* _Assigned task_
For the word "description", find each line in the entries where it occurs and copy that line.

(Records provided begins)

use anyhow::{Context, Result};
use std::env;
use std::time::Duration;

const DEFAULT_MODEL: &str = "meta-llama/llama-4-scout:free";
const DEFAULT_MONTHLY_LIMIT: i64 = 30;
const DEFAULT_ATTEMPT_TIMEOUT_SECS: u64 = 60;

#[derive(Debug, Clone)]
pub struct Config {
    pub openrouter_api_key: String,
    pub openrouter_model: String,
    pub database_url: String,
    pub image_dir: String,
    pub monthly_limit: i64,
    pub attempt_timeout: Duration,
    pub server_addr: String,
}

impl Config {
    /// Read configuration from the environment (after `.env` is loaded).
    pub fn from_env() -> Result<Self> {
        Self::from_lookup(|key| env::var(key).ok())
    }

    fn from_lookup(lookup: impl Fn(&str) -> Option<String>) -> Result<Self> {
        let required = |key: &str| {
            lookup(key)
                .filter(|v| !v.trim().is_empty())
                .with_context(|| format!("{} must be set in .env file", key))
        };

        let monthly_limit = match lookup("MONTHLY_ESTIMATE_LIMIT") {
            Some(v) => v
                .trim()
                .parse::<i64>()
                .with_context(|| format!("MONTHLY_ESTIMATE_LIMIT is not a number: {}", v))?,
            None => DEFAULT_MONTHLY_LIMIT,
        };

        let timeout_secs = match lookup("ESTIMATE_ATTEMPT_TIMEOUT_SECS") {
            Some(v) => v
                .trim()
                .parse::<u64>()
                .with_context(|| format!("ESTIMATE_ATTEMPT_TIMEOUT_SECS is not a number: {}", v))?,
            None => DEFAULT_ATTEMPT_TIMEOUT_SECS,
        };

        Ok(Config {
            openrouter_api_key: required("OPENROUTER_API_KEY")?,
            openrouter_model: lookup("OPENROUTER_MODEL").unwrap_or_else(|| DEFAULT_MODEL.to_string()),
            database_url: required("DATABASE_URL")?,
            image_dir: lookup("IMAGE_DIR").unwrap_or_else(|| "data/images".to_string()),
            monthly_limit,
            attempt_timeout: Duration::from_secs(timeout_secs),
            server_addr: lookup("SERVER_ADDR").unwrap_or_else(|| "0.0.0.0:8080".to_string()),
        })
    }
}
use std::sync::Arc;

use crate::models::{Estimation, EstimationRequest, EstimationResult, Meal};
use crate::services::{EstimationError, EstimationService, MealStore};

#[derive(Debug)]
pub struct SavedEstimate {
    pub meal_id: i64,
    pub estimation: Estimation,
}

/// Caller side of the pipeline: estimate, then persist only on success.
pub struct EstimateHandler {
    estimator: Arc<EstimationService>,
    meals: Arc<dyn MealStore>,
}

impl EstimateHandler {
    pub fn new(estimator: Arc<EstimationService>, meals: Arc<dyn MealStore>) -> Self {
        Self { estimator, meals }
    }

    pub async fn handle(
        &self,
        user_id: &str,
        request: &EstimationRequest,
    ) -> Result<SavedEstimate, EstimationError> {
        let estimation = match self.estimator.estimate(user_id, request).await {
            Ok(estimation) => estimation,
            Err(e) => {
                log::warn!("❌ Estimate for {} failed ({}): {}", user_id, e.kind(), e);
                return Err(e);
            }
        };

        let meal = Meal::from_estimation(user_id, request, &estimation.result);
        let meal_id = self.meals.save_meal(&meal).await?;
        log::info!("💾 Saved meal {} for {}", meal_id, user_id);

        Ok(SavedEstimate { meal_id, estimation })
    }
}

/// Plain-text summary of an estimate, for chat replies.
pub fn format_estimate_summary(result: &EstimationResult) -> String {
    let mut summary = String::new();

    if let Some(description) = &result.generated_description {
        summary.push_str(&format!("🍽️ {}\n\n", description));
    }

    summary.push_str(&format!(
        "🔥 Calories: {:.0} kcal\n\
         🥩 Protein: {:.1} g\n\
         🍞 Carbs: {:.1} g\n\
         🧈 Fat: {:.1} g\n\
         💧 Water: {:.0} ml",
        result.macros.calories,
        result.macros.protein,
        result.macros.carbs,
        result.macros.fat,
        result.macros.water,
    ));

    summary.push_str(&format!("\n\nHow we got there:\n• {}", result.explanation.calories));
    summary
}
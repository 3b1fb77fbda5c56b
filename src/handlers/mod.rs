pub mod estimate_handler;

pub use estimate_handler::{format_estimate_summary, EstimateHandler, SavedEstimate};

(Records provided ends)

* _Task answer_
    if let Some(description) = &result.generated_description {
        summary.push_str(&format!("🍽️ {}\n\n", description));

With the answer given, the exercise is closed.